What such a debate emphasizes at core is that there is a need to discuss who will be included to receive the benefit of a UBI should South Africa implement the latter over time. According to Marais, the Government actually strongly considered doing so and released a Green Paper to specify details before the National Treasury and business organizations, as mentioned before, took down its proposal with their criticism. More precisely, the Green Paper assessed the feasibility of an UBI worth R200 billion with a 10% income tax set at the food poverty line. Another proposal by the Department of Social Development spoke up for similar measures, which would benefit unemployed individuals from 18-59 and slowly increase to a fully-fledged UBI from initial support at the food poverty line. Whereas the latter proposals emphasized that an UBI would complement the country’s social system, Marais underlines that South Africa’s Tax Agency (SARS) would be much better suited to carry out support for an UBI than its Social Security Agency (SASSA).

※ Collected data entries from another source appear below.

//! Object store with SQLite persistence.
//!
//! The object store keeps associations the external pool manager cannot
//! represent itself, grouped by collection. Everything is accessed through a
//! [`Session`]: a transaction that becomes durable on [`Session::commit`] and
//! is rolled back when dropped uncommitted.
//!
//! Collections used by vpool:
//! - [`SCANNING`]: transient scan pool name → scan task id

use crate::error::{Result, VpoolError};
use serde::de::DeserializeOwned;
use serde::Serialize;
use sqlx::sqlite::{SqliteConnectOptions, SqlitePool, SqlitePoolOptions};
use sqlx::{ConnectOptions, Sqlite, Transaction};
use std::path::Path;
use std::str::FromStr;
use std::time::{Duration, SystemTime};
use tracing::{debug, info, instrument};

pub mod migrations;


/// Collection mapping a transient scan pool name to its scan task id.
pub const SCANNING: &str = "scanning";

/// Persisted key-value association service.
#[derive(Clone)]
pub struct ObjectStore {
    pool: SqlitePool,
}

impl ObjectStore {
    /// Create an ObjectStore backed by an in-memory database (for tests).
    pub async fn new_in_memory() -> Result<Self> {
        Self::new(":memory:").await
    }

    /// Create an ObjectStore with a database at the specified path.
    #[instrument(skip(db_path))]
    pub async fn new(db_path: impl AsRef<Path>) -> Result<Self> {
        let db_path = db_path.as_ref();
        let in_memory = db_path == Path::new(":memory:");
        info!("Initializing object store at {:?}", db_path);

        if !in_memory {
            if let Some(parent) = db_path.parent() {
                tokio::fs::create_dir_all(parent).await.map_err(|e| {
                    VpoolError::InvalidConfig {
                        reason: format!("Failed to create directory {}: {}", parent.display(), e),
                    }
                })?;
            }
        }

        let mut options = SqliteConnectOptions::from_str(db_path.to_str().ok_or_else(|| {
            VpoolError::InvalidConfig { reason: "Invalid database path".to_string() }
        })?)
        .map_err(|e| VpoolError::DatabaseError(e.to_string()))?;

        options = options
            .create_if_missing(true)
            .busy_timeout(Duration::from_secs(5))
            .log_statements(tracing::log::LevelFilter::Debug);

        // An in-memory database only exists while its single connection lives
        let pool_options = if in_memory {
            SqlitePoolOptions::new()
                .max_connections(1)
                .idle_timeout(None::<Duration>)
                .max_lifetime(None::<Duration>)
        } else {
            SqlitePoolOptions::new().max_connections(5)
        };

        let pool = pool_options
            .connect_with(options)
            .await
            .map_err(|e| VpoolError::DatabaseError(e.to_string()))?;

        migrations::run(&pool).await?;

        info!("Object store initialized successfully");
        Ok(Self { pool })
    }

    /// Open a scoped session.
    ///
    /// Nothing done inside the session is visible to other sessions until
    /// [`Session::commit`] succeeds.
    pub async fn session(&self) -> Result<Session> {
        let tx = self.pool.begin().await.map_err(|e| db_error("begin", e))?;
        Ok(Session { tx })
    }
}

/// A transactional read/modify/write scope over the object store.
pub struct Session {
    tx: Transaction<'static, Sqlite>,
}

impl Session {
    /// Insert or replace `value` under `collection/key`.
    #[instrument(skip(self, value))]
    pub async fn store<T: Serialize + ?Sized>(
        &mut self,
        collection: &str,
        key: &str,
        value: &T,
    ) -> Result<()> {
        let json = serde_json::to_string(value).map_err(|e| {
            VpoolError::DatabaseError(format!("Failed to serialize {}/{}: {}", collection, key, e))
        })?;
        let updated_at = SystemTime::now()
            .duration_since(SystemTime::UNIX_EPOCH)
            .map(|d| d.as_secs() as i64)
            .unwrap_or_default();

        sqlx::query(
            r#"
            INSERT INTO objects (collection, key, value, updated_at)
            VALUES (?, ?, ?, ?)
            ON CONFLICT (collection, key) DO UPDATE SET value = excluded.value,
                updated_at = excluded.updated_at
            "#,
        )
        .bind(collection)
        .bind(key)
        .bind(json)
        .bind(updated_at)
        .execute(&mut *self.tx)
        .await
        .map_err(|e| db_error("store", e))?;

        Ok(())
    }

    /// Fetch the value stored under `collection/key`.
    #[instrument(skip(self))]
    pub async fn get<T: DeserializeOwned>(&mut self, collection: &str, key: &str) -> Result<T> {
        let json: String =
            sqlx::query_scalar("SELECT value FROM objects WHERE collection = ? AND key = ?")
                .bind(collection)
                .bind(key)
                .fetch_optional(&mut *self.tx)
                .await
                .map_err(|e| db_error("get", e))?
                .ok_or_else(|| VpoolError::ObjectNotFound {
                    collection: collection.to_string(),
                    key: key.to_string(),
                })?;

        serde_json::from_str(&json).map_err(|e| {
            VpoolError::DatabaseError(format!(
                "Failed to deserialize {}/{}: {}",
                collection, key, e
            ))
        })
    }

    /// Remove `collection/key`; fails with ObjectNotFound when absent.
    #[instrument(skip(self))]
    pub async fn delete(&mut self, collection: &str, key: &str) -> Result<()> {
        let result = sqlx::query("DELETE FROM objects WHERE collection = ? AND key = ?")
            .bind(collection)
            .bind(key)
            .execute(&mut *self.tx)
            .await
            .map_err(|e| db_error("delete", e))?;

        if result.rows_affected() == 0 {
            return Err(VpoolError::ObjectNotFound {
                collection: collection.to_string(),
                key: key.to_string(),
            });
        }
        Ok(())
    }

    /// List the keys of a collection in ascending order.
    #[instrument(skip(self))]
    pub async fn list(&mut self, collection: &str) -> Result<Vec<String>> {
        sqlx::query_scalar::<_, String>("SELECT key FROM objects WHERE collection = ? ORDER BY key")
            .bind(collection)
            .fetch_all(&mut *self.tx)
            .await
            .map_err(|e| db_error("list", e))
    }

    /// Make every operation of this session durable.
    pub async fn commit(self) -> Result<()> {
        self.tx.commit().await.map_err(|e| db_error("commit", e))?;
        debug!("Object store session committed");
        Ok(())
    }

    /// Discard every operation of this session.
    pub async fn rollback(self) -> Result<()> {
        self.tx.rollback().await.map_err(|e| db_error("rollback", e))
    }
}

fn db_error(operation: &'static str, e: sqlx::Error) -> VpoolError {
    metrics::counter!("vpool_db_errors_total", "operation" => operation).increment(1);
    VpoolError::DatabaseError(e.to_string())
}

At a normative level, the latter might appear logical and yet debatable. On the one hand, proposing that a UBI, respectively the values which it preserves (i.e. freedom, economic and everyday security etc.), constitutes a basic human right, carrying out its execution through the SARS might sound like a chance to further destigmatize unemployment and poverty. Rather than portraying it as a ‘social service’, it is seen as a financial contribution that every (‘made eligible’) individual is entitled to. In addition, tasking the SARS with the provision of an UBI makes a lot of sense based on Löffler’s argument that a third pathway to an UBI is based on fiscal residence. According to Toyin Cotties Adetiba, low-skilled workers contribute quite a little bit to South Africa’s GDP earning an income per capita, which makes up for 2,8% and according to findings of a working paper, which was established by the OECD and the ILO, foreign-born workers overall contribute a value of 5% to the country’s GDP.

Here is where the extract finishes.